**Work instructions**
Examine the material below and count the lines that hold the word "current". Report only the number.

[Start of Attachment]

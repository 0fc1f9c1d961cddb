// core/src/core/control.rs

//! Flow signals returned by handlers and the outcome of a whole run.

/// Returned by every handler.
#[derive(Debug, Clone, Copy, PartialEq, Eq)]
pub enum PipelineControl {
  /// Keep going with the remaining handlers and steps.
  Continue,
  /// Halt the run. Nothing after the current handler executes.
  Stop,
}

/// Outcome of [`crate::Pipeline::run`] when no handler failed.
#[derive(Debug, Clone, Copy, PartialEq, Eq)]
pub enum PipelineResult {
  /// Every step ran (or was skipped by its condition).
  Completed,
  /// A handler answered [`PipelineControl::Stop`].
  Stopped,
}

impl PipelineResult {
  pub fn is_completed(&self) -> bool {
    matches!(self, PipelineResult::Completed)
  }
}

[End of Attachment]
[Start of Attachment]

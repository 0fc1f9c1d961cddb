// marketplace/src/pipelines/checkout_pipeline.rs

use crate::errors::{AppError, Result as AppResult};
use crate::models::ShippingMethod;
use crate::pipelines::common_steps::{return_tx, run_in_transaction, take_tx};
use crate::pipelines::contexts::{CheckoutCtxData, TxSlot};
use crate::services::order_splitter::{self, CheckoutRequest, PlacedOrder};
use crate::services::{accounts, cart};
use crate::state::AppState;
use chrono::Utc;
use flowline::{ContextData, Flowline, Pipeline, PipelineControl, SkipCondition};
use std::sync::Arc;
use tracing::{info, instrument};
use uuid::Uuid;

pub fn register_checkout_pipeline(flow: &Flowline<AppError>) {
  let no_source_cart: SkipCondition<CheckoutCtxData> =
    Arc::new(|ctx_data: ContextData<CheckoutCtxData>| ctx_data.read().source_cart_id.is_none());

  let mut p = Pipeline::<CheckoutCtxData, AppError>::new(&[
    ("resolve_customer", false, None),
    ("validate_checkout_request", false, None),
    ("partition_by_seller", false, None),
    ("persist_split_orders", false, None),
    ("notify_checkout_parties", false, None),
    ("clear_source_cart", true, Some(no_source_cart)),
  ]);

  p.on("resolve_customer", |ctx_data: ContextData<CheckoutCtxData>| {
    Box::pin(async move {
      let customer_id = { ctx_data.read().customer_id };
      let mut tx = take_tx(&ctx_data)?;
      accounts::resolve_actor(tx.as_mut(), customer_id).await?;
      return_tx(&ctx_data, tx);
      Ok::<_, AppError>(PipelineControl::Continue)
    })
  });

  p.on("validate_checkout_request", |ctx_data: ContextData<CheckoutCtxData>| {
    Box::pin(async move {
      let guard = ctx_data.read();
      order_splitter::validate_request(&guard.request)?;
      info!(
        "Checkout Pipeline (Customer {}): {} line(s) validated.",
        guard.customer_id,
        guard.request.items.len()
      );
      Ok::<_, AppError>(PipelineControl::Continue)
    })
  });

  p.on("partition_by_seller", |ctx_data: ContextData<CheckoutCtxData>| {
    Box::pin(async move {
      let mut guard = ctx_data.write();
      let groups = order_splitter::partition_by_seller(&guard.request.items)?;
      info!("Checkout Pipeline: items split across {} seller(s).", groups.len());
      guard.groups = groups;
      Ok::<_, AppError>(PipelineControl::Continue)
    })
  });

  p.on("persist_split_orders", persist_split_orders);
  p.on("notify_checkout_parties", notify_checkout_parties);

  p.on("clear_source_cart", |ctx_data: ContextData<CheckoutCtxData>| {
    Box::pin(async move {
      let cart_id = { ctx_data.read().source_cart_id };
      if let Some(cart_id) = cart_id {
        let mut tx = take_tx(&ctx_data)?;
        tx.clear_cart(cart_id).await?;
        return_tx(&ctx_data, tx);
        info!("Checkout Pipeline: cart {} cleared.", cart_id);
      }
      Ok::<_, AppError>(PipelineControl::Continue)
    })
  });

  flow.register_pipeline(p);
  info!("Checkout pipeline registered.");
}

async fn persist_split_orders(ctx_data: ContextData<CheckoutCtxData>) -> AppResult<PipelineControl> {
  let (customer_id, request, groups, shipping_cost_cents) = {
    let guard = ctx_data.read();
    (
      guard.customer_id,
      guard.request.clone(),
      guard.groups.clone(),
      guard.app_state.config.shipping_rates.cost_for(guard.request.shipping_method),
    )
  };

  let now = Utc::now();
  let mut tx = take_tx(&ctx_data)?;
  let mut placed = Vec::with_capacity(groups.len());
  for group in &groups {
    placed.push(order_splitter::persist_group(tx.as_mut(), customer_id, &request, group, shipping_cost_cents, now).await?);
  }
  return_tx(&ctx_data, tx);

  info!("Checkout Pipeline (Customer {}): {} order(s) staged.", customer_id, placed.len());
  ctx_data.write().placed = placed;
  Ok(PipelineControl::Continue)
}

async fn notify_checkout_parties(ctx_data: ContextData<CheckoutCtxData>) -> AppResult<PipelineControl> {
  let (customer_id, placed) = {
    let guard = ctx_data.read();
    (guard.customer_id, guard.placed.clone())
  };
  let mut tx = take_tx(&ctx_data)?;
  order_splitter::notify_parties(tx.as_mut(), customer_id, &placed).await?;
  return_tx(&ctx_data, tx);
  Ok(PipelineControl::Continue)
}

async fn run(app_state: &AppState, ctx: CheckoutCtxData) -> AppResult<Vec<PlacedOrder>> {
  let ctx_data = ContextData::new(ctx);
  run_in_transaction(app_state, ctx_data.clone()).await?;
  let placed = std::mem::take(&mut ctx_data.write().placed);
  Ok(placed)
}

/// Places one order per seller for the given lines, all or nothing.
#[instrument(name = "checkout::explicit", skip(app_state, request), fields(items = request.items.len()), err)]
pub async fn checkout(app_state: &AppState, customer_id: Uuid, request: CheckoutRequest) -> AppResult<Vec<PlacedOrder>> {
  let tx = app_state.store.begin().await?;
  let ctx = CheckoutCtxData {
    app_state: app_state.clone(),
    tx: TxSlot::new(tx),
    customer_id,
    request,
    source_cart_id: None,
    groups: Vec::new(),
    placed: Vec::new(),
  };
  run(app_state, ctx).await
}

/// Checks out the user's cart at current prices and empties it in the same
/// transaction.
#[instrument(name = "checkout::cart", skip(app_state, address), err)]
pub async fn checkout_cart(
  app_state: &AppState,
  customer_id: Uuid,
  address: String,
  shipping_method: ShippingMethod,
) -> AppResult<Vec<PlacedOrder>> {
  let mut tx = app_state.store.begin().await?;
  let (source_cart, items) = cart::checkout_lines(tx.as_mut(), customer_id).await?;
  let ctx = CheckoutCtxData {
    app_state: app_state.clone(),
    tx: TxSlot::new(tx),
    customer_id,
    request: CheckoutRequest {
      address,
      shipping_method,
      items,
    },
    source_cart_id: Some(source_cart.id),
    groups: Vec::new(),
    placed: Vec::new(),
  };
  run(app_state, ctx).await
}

[End of Attachment]
[Start of Attachment]

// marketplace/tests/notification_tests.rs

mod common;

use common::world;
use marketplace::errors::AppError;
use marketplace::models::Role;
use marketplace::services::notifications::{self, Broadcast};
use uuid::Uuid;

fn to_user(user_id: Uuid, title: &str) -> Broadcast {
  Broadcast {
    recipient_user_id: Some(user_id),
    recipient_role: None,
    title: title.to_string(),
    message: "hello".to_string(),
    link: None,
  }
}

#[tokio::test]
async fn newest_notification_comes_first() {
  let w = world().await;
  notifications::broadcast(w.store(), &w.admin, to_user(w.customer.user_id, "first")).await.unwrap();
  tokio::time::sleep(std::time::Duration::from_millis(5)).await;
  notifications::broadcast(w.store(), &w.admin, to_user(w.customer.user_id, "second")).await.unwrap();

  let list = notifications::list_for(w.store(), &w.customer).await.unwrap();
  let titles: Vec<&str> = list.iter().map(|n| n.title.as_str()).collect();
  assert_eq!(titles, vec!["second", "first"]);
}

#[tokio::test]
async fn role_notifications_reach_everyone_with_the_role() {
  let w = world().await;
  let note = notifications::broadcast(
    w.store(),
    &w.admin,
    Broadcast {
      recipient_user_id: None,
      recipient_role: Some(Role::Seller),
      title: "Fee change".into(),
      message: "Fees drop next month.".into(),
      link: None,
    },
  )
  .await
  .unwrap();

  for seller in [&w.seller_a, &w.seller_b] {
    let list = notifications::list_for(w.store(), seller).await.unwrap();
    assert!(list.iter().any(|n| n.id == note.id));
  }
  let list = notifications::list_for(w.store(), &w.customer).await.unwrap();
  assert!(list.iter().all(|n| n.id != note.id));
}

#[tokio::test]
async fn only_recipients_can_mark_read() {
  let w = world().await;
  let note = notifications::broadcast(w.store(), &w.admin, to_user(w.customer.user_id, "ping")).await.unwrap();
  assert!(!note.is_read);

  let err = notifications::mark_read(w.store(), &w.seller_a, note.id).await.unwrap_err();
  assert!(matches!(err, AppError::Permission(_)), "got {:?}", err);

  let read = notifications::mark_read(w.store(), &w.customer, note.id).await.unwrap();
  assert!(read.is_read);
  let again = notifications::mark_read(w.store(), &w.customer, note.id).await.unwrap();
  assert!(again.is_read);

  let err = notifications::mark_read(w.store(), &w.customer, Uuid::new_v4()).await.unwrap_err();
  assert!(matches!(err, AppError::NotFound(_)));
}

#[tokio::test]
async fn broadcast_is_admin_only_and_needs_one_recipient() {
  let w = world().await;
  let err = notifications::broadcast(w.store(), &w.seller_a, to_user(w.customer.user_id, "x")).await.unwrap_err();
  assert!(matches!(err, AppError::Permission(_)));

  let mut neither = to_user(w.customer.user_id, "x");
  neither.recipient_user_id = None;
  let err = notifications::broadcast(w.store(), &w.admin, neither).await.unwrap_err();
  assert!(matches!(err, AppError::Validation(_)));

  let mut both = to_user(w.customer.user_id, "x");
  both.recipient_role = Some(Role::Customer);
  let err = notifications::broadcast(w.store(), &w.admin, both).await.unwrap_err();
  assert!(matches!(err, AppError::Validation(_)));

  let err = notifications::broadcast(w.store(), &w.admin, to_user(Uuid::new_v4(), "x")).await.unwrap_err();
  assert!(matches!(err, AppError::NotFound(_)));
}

[End of Attachment]

**Written response**
2